Oscar Sunday is my own personal film Superbowl. I spend every day leading up to it hypothesizing on who will win for what, discussing predictions with like-minded cinephiles, and helping my parents with their office Oscar pools. When the grand nominations announcement occurs in mid-January, I immediately take stock of every lauded flick that I failed to view and form a grocery list of films to see before the much-anticipated broadcast.

Since 1929, the Academy Awards have served as a gauge of cinematic excellence. Any film nominated for an Oscar is regarded as “the best of the best” and is instantly rocketed to a must-see status. Even before nominations are announced, certain films accrue tremendous “Oscar buzz,” based on the merits of the Golden Globes, the Screen Actors Guild Awards, and the Critics’ Choice Awards. Carrying 87 years worth of accumulated prestige, the Oscars is less of an awards ceremony and more of a cultural institution — a recognition all filmmakers dream of, but so few actually obtain.

But, in the Internet-saturated world we live in, with film blogs, entertainment news sites, and online streaming services becoming more popular by the day, how much do the Oscars actually matter?

Despite the very high, almost dogmatic regard in which it is held, the Oscars grow less and less essential to the cinematic landscape with each passing year. They are becoming more of a tool of frustration than an instrument to determine actual filmic importance. Adam Bellotto at filmschoolrejects.com has picked up on this, as has The Huffington Post, each with similar pieces on Oscar irrelevance.

Needless to say, they are right: the Oscars are plunging, headlong, into a void of unimportance.

One of the main sources of frustration among critics is the specific kind of films that seem to gain recognition. These films, pejoratively referred to as “Oscar bait,” often possess some combination of the following attributes — those released late in the year, bio-pics, and period pieces, featuring a disabled protagonist, a star-studded cast, patriotism, and tragic historical events.

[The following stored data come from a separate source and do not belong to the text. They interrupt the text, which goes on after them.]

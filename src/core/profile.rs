//! # User Profile
//!
//! The signed-in identity and the one rule that guards editing it: a handle
//! may not be changed to a reserved name.

use std::fmt;

use crate::core::i18n::Translations;

/// Handles nobody may switch to. Checked at save time only.
pub const RESERVED_HANDLES: [&str; 4] = ["admin", "pavel", "durov", "root"];

#[derive(Debug, Clone, Default, PartialEq, Eq)]
pub struct UserProfile {
    pub id: String,
    pub name: String,
    pub handle: String,
    pub bio: String,
    pub avatar: String,
    pub phone: String,
    pub email: String,
}

impl UserProfile {
    /// The profile held while nobody is signed in.
    pub fn is_empty(&self) -> bool {
        self.id.is_empty()
    }
}

#[derive(Debug, Clone, Copy, PartialEq, Eq)]
pub enum ProfileError {
    UsernameTaken,
}

impl ProfileError {
    pub fn message(self, t: &Translations) -> &'static str {
        match self {
            ProfileError::UsernameTaken => t.username_taken,
        }
    }
}

impl fmt::Display for ProfileError {
    fn fmt(&self, f: &mut fmt::Formatter<'_>) -> fmt::Result {
        match self {
            ProfileError::UsernameTaken => write!(f, "username is already taken"),
        }
    }
}

impl std::error::Error for ProfileError {}

/// Reject a candidate whose handle is reserved, unless the user already owns it.
pub fn check_handle(current: &UserProfile, candidate: &UserProfile) -> Result<(), ProfileError> {
    let lowered = candidate.handle.to_lowercase();
    if RESERVED_HANDLES.contains(&lowered.as_str()) && candidate.handle != current.handle {
        return Err(ProfileError::UsernameTaken);
    }
    Ok(())
}

#[cfg(test)]
mod tests {
    use super::*;

    fn profile(handle: &str) -> UserProfile {
        UserProfile {
            id: "user_test".to_string(),
            name: "Test".to_string(),
            handle: handle.to_string(),
            ..Default::default()
        }
    }

    #[test]
    fn test_reserved_handle_rejected() {
        let current = profile("alexj");
        assert_eq!(
            check_handle(&current, &profile("admin")),
            Err(ProfileError::UsernameTaken)
        );
    }

    #[test]
    fn test_reserved_check_ignores_case() {
        let current = profile("alexj");
        assert_eq!(
            check_handle(&current, &profile("ROOT")),
            Err(ProfileError::UsernameTaken)
        );
    }

    #[test]
    fn test_own_reserved_handle_allowed() {
        let current = profile("durov");
        let mut candidate = profile("durov");
        candidate.bio = "Still here.".to_string();
        assert_eq!(check_handle(&current, &candidate), Ok(()));
    }

    #[test]
    fn test_unreserved_handle_allowed() {
        assert_eq!(check_handle(&profile("alexj"), &profile("alex_new")), Ok(()));
    }

    #[test]
    fn test_default_profile_is_empty() {
        assert!(UserProfile::default().is_empty());
        assert!(!profile("x").is_empty());
    }
}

Roger Ebert noted that the 2010 expansion of the Best Picture category from five to 10 nominated films has allowed the Academy to recognize stunning efforts that fall outside the confines of these restrictions, but the change has barely impacted actual victors; The King’s Speech, The Artist, Argo, and 12 Years a Slave practically had “For Your Consideration” stamped in the corner of every frame, and the 2015 Best Picture front runners The Theory of Everything, Selma, and The Imitation Game strike much the same tone. Great films that don’t “fit the bill” are left by the wayside, leaving most of the year’s “cinematic excellence” — which the Oscars strive to acknowledge — utterly unrecognized.

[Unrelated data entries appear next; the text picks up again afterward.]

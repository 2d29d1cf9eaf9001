//! # Core Application Logic
//!
//! This module contains Luminary's business logic.
//! It knows nothing about any specific UI technology.
//!
//! ```text
//!                    ┌─────────────────────────┐
//!                    │         CORE            │
//!                    │  (this module)          │
//!                    │                         │
//!                    │  • State (app data)     │
//!                    │  • Action (events)      │
//!                    │  • update() (reducer)   │
//!                    │                         │
//!                    └───────────┬─────────────┘
//!                                │
//!                    ┌───────────┴───────────┐
//!                    ▼                       ▼
//!             ┌────────────┐          ┌────────────┐
//!             │    TUI     │          │  Identity  │
//!             │  Adapter   │          │  Provider  │
//!             │ (ratatui)  │          │   (mock)   │
//!             └────────────┘          └────────────┘
//! ```
//!
//! ## Modules
//!
//! - [`state`]: The `App` struct, all application state in one place
//! - [`action`]: The `Action` enum and the `update()` reducer
//! - [`auth`]: Identity provider trait and the in-memory mock
//! - [`chats`]: Chats, messages, seed data and the search filter
//! - [`profile`]: User profile and the reserved-handle check
//! - [`settings`]: Display preferences
//! - [`i18n`]: UI strings per language
//! - [`config`]: `~/.luminary/config.toml` loading and resolution

pub mod action;
pub mod auth;
pub mod chats;
pub mod config;
pub mod i18n;
pub mod profile;
pub mod settings;
pub mod state;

Even more grating than the homogeny of the chosen films is that of the people choosing them. The Los Angeles Times recently conducted a study of the American Motion Picture Arts and Science (AMPAS) voting membership, and found that Oscar voters are 94 per cent Caucasian, 77 per cent male, and 86 per cent over 50. Neither the American film industry nor the Oscars themselves are very diverse, but many members of the Academy have called for a more representative membership. Given that Oscar nominations are, in themselves, an exercise in taste-making, public perceptions of important films are being dictated by a narrow voting populace, reflecting cinematic interests out of touch and inconsistent with modern day diversity.

The AMPAS, however, is not the only party awarding achievement: the Academy gives prizes to “merit categories” that, themselves, have their own awards. The Screen Actors Guild Award, the American Society of Cinematographers Award, the Directors Guild of America Awards, the Critics’ Choice Awards, and more, represent a more specialized acknowledgement of filmic excellence that is based on votes from a constituency of fellow professionals. These specialized awards render the Oscars redundant; since winners are selected by a tightknit group of peers, they are a more accurate glimpse into noteworthy category-specific achievement.

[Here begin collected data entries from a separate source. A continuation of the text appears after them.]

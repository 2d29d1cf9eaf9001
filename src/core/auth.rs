//! # Identity Provider
//!
//! Sign-in and two-step registration behind a pluggable async trait. The only
//! implementation is [`MockIdentityProvider`], an in-memory account table with
//! an artificial delay in front of every call, standing in for a real backend.
//!
//! ```text
//! authenticate(email, password)      → UserProfile | AccountNotFound | WrongPassword
//! check_availability(email)          → ()          | AlreadyExists
//! verify(registration, code)         → UserProfile | WrongCode
//! ```

use std::collections::HashMap;
use std::fmt;
use std::time::Duration;

use async_trait::async_trait;

use crate::core::i18n::Translations;
use crate::core::profile::UserProfile;

/// The one code the mock verification channel accepts.
pub const VERIFICATION_CODE: &str = "123456";
/// Length of a verification code; the code field accepts no more digits.
pub const VERIFICATION_CODE_LEN: usize = 6;

pub const DEFAULT_LOGIN_DELAY: Duration = Duration::from_millis(600);
pub const DEFAULT_VERIFY_DELAY: Duration = Duration::from_millis(800);

const DEFAULT_NEW_USER_NAME: &str = "New User";
const NEW_USER_BIO: &str = "Hi there! I am using Luminary.";

#[derive(Debug, Clone, Copy, PartialEq, Eq)]
pub enum AuthError {
    /// No account is registered under the email.
    AccountNotFound,
    /// The account exists but the password differs.
    WrongPassword,
    /// Registration attempted with an email that already has an account.
    AlreadyExists,
    /// The verification code was not accepted.
    WrongCode,
}

impl AuthError {
    /// Localized inline message for the login form.
    pub fn message(self, t: &Translations) -> &'static str {
        match self {
            AuthError::AccountNotFound => t.account_not_found,
            AuthError::WrongPassword => t.wrong_password,
            AuthError::AlreadyExists => t.user_exists,
            AuthError::WrongCode => t.wrong_code,
        }
    }
}

impl fmt::Display for AuthError {
    fn fmt(&self, f: &mut fmt::Formatter<'_>) -> fmt::Result {
        match self {
            AuthError::AccountNotFound => write!(f, "account not found"),
            AuthError::WrongPassword => write!(f, "wrong password"),
            AuthError::AlreadyExists => write!(f, "account already exists"),
            AuthError::WrongCode => write!(f, "wrong verification code"),
        }
    }
}

impl std::error::Error for AuthError {}

/// Details collected by the registration form, carried into verification.
#[derive(Debug, Clone, PartialEq, Eq)]
pub struct Registration {
    pub name: String,
    /// Already normalized.
    pub email: String,
}

impl Registration {
    pub fn new(name: &str, email: &str) -> Self {
        Self {
            name: name.to_string(),
            email: normalize_email(email),
        }
    }
}

/// Lowercase and trim, so lookups ignore case and stray whitespace.
pub fn normalize_email(email: &str) -> String {
    email.trim().to_lowercase()
}

#[async_trait]
pub trait IdentityProvider: Send + Sync {
    /// Returns the name of the provider.
    fn name(&self) -> &str;

    /// Look up an account and check its password.
    async fn authenticate(&self, email: &str, password: &str) -> Result<UserProfile, AuthError>;

    /// First registration step: fail if the email is already taken.
    async fn check_availability(&self, email: &str) -> Result<(), AuthError>;

    /// Second registration step: confirm the one-time code and create the profile.
    async fn verify(&self, registration: &Registration, code: &str)
    -> Result<UserProfile, AuthError>;
}

struct Account {
    password: String,
    profile: UserProfile,
}

/// In-memory identity service seeded with a handful of demo accounts.
pub struct MockIdentityProvider {
    accounts: HashMap<String, Account>,
    login_delay: Duration,
    verify_delay: Duration,
}

impl MockIdentityProvider {
    pub fn new(login_delay: Duration, verify_delay: Duration) -> Self {
        let mut accounts = HashMap::new();
        for (email, password, id, name, handle, bio, avatar, phone) in [
            (
                "alex@example.com",
                "password",
                "user_alex",
                "Alex Johnson",
                "alexj",
                "Building the future.",
                "https://picsum.photos/id/65/100/100",
                "+1 234 567 89 00",
            ),
            (
                "durov@telegram.org",
                "123",
                "user_durov",
                "Pavel Durov",
                "durov",
                "Privacy first.",
                "https://picsum.photos/id/64/100/100",
                "+1 555 0199",
            ),
            (
                "korolsmerty2015@gmail.com",
                "password",
                "user_korol",
                "Korol Smerty",
                "korol_smerty",
                "King of the chat.",
                "https://api.dicebear.com/7.x/bottts/svg?seed=korol",
                "",
            ),
            (
                "example@email.com",
                "password",
                "user_example",
                "Example User",
                "example_user",
                "Just a demo user.",
                "https://api.dicebear.com/7.x/fun-emoji/svg?seed=example",
                "",
            ),
        ] {
            accounts.insert(
                email.to_string(),
                Account {
                    password: password.to_string(),
                    profile: UserProfile {
                        id: id.to_string(),
                        name: name.to_string(),
                        handle: handle.to_string(),
                        bio: bio.to_string(),
                        avatar: avatar.to_string(),
                        phone: phone.to_string(),
                        email: email.to_string(),
                    },
                },
            );
        }
        Self {
            accounts,
            login_delay,
            verify_delay,
        }
    }

    /// Same accounts, no artificial latency.
    pub fn instant() -> Self {
        Self::new(Duration::ZERO, Duration::ZERO)
    }

    fn lookup(&self, email: &str, password: &str) -> Result<UserProfile, AuthError> {
        let account = self
            .accounts
            .get(&normalize_email(email))
            .ok_or(AuthError::AccountNotFound)?;
        if account.password != password {
            return Err(AuthError::WrongPassword);
        }
        Ok(account.profile.clone())
    }

    fn is_available(&self, email: &str) -> Result<(), AuthError> {
        if self.accounts.contains_key(&normalize_email(email)) {
            return Err(AuthError::AlreadyExists);
        }
        Ok(())
    }
}

impl Default for MockIdentityProvider {
    fn default() -> Self {
        Self::new(DEFAULT_LOGIN_DELAY, DEFAULT_VERIFY_DELAY)
    }
}

#[async_trait]
impl IdentityProvider for MockIdentityProvider {
    fn name(&self) -> &str {
        "mock"
    }

    async fn authenticate(&self, email: &str, password: &str) -> Result<UserProfile, AuthError> {
        tokio::time::sleep(self.login_delay).await;
        self.lookup(email, password)
    }

    async fn check_availability(&self, email: &str) -> Result<(), AuthError> {
        tokio::time::sleep(self.login_delay).await;
        self.is_available(email)
    }

    async fn verify(
        &self,
        registration: &Registration,
        code: &str,
    ) -> Result<UserProfile, AuthError> {
        tokio::time::sleep(self.verify_delay).await;
        if code != VERIFICATION_CODE {
            return Err(AuthError::WrongCode);
        }
        Ok(new_profile(registration))
    }
}

/// Build the profile for a freshly verified registration.
pub fn new_profile(registration: &Registration) -> UserProfile {
    let entropy = uuid::Uuid::new_v4();
    let id_suffix: String = entropy.simple().to_string().chars().take(7).collect();
    let handle_number = entropy.as_u128() % 10_000;

    let name = if registration.name.trim().is_empty() {
        DEFAULT_NEW_USER_NAME.to_string()
    } else {
        registration.name.clone()
    };

    UserProfile {
        id: format!("user_{}", id_suffix),
        avatar: format!(
            "https://api.dicebear.com/7.x/initials/svg?seed={}",
            registration.name
        ),
        name,
        handle: format!("user_{}", handle_number),
        bio: NEW_USER_BIO.to_string(),
        phone: String::new(),
        email: normalize_email(&registration.email),
    }
}

#[cfg(test)]
mod tests {
    use super::*;

    #[tokio::test]
    async fn test_authenticate_ignores_email_case() {
        let provider = MockIdentityProvider::instant();
        let profile = provider
            .authenticate("DUROV@TELEGRAM.ORG", "123")
            .await
            .unwrap();
        assert_eq!(profile.id, "user_durov");
        assert_eq!(profile.handle, "durov");
    }

    #[tokio::test]
    async fn test_authenticate_trims_email() {
        let provider = MockIdentityProvider::instant();
        let profile = provider
            .authenticate("  example@email.com ", "password")
            .await
            .unwrap();
        assert_eq!(profile.name, "Example User");
    }

    #[tokio::test]
    async fn test_authenticate_wrong_password() {
        let provider = MockIdentityProvider::instant();
        let result = provider.authenticate("alex@example.com", "wrong").await;
        assert_eq!(result, Err(AuthError::WrongPassword));
    }

    #[tokio::test]
    async fn test_authenticate_unknown_account() {
        let provider = MockIdentityProvider::instant();
        let result = provider.authenticate("nobody@x.com", "x").await;
        assert_eq!(result, Err(AuthError::AccountNotFound));
    }

    #[tokio::test]
    async fn test_password_is_case_sensitive() {
        let provider = MockIdentityProvider::instant();
        let result = provider.authenticate("alex@example.com", "PASSWORD").await;
        assert_eq!(result, Err(AuthError::WrongPassword));
    }

    #[tokio::test]
    async fn test_availability_rejects_known_email() {
        let provider = MockIdentityProvider::instant();
        assert_eq!(
            provider.check_availability("Alex@Example.com").await,
            Err(AuthError::AlreadyExists)
        );
        assert_eq!(provider.check_availability("new@luminary.app").await, Ok(()));
    }

    #[tokio::test]
    async fn test_verify_accepts_only_fixed_code() {
        let provider = MockIdentityProvider::instant();
        let registration = Registration::new("Jane", " Jane@Mail.COM ");

        assert_eq!(
            provider.verify(&registration, "000000").await,
            Err(AuthError::WrongCode)
        );

        let profile = provider.verify(&registration, "123456").await.unwrap();
        assert_eq!(profile.email, "jane@mail.com");
        assert_eq!(profile.name, "Jane");
        assert_eq!(profile.bio, NEW_USER_BIO);
        assert!(profile.id.starts_with("user_"));
        assert_eq!(profile.id.len(), "user_".len() + 7);
        assert!(profile.handle.starts_with("user_"));
        assert!(profile.avatar.ends_with("seed=Jane"));
    }

    #[test]
    fn test_blank_name_gets_default() {
        let profile = new_profile(&Registration::new("   ", "a@b.c"));
        assert_eq!(profile.name, "New User");
    }

    #[test]
    fn test_handle_number_in_range() {
        for _ in 0..50 {
            let profile = new_profile(&Registration::new("X", "x@y.z"));
            let number: u32 = profile.handle["user_".len()..].parse().unwrap();
            assert!(number < 10_000);
        }
    }

    #[tokio::test(start_paused = true)]
    async fn test_login_waits_for_delay() {
        let provider = std::sync::Arc::new(MockIdentityProvider::default());
        let task = {
            let provider = provider.clone();
            tokio::spawn(async move { provider.authenticate("alex@example.com", "password").await })
        };
        tokio::task::yield_now().await;

        tokio::time::advance(Duration::from_millis(599)).await;
        tokio::task::yield_now().await;
        assert!(!task.is_finished());

        tokio::time::advance(Duration::from_millis(1)).await;
        let profile = task.await.unwrap().unwrap();
        assert_eq!(profile.id, "user_alex");
    }

    #[tokio::test(start_paused = true)]
    async fn test_verify_uses_longer_delay() {
        let provider = std::sync::Arc::new(MockIdentityProvider::default());
        let task = {
            let provider = provider.clone();
            tokio::spawn(async move {
                provider
                    .verify(&Registration::new("Jane", "jane@mail.com"), VERIFICATION_CODE)
                    .await
            })
        };
        tokio::task::yield_now().await;

        tokio::time::advance(Duration::from_millis(700)).await;
        tokio::task::yield_now().await;
        assert!(!task.is_finished());

        tokio::time::advance(Duration::from_millis(100)).await;
        assert!(task.await.unwrap().is_ok());
    }

    #[test]
    fn test_error_messages_are_localized() {
        use crate::core::i18n::{EN, RU};
        assert_eq!(AuthError::WrongPassword.message(&EN), "Wrong password");
        assert_eq!(AuthError::WrongCode.message(&RU), "Неверный код");
        assert_eq!(AuthError::AccountNotFound.to_string(), "account not found");
    }
}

With respect to taste, Oscar nominations are not what they once were. Trusted film critics give insight into what is worth watching, and bloggers provide their own reviews to subscribed audiences. Vulture, HitFix, Rolling Stone, Indiewire, AV Club, Collider, and Variety all boast reputable film sections, and with them the power to introduce readers to films that stray off the beaten Hollywood path. And of course, the new superpower in cinematic technology, Netflix, personalizes film selections according to past views, shifting the focus away from “What did Academy voters like?” to “What am I going to like?”

Tragically, the golden statuette named Oscar has tipped on his side. Oscar nominations no longer hold the same force they once did, as the once-glistening beacon of popular taste has toppled beneath the weight of its own redundancy. The Academy Awards will not stop walking the red carpet any time soon, but do seem to shine less and less radiantly with each passing year.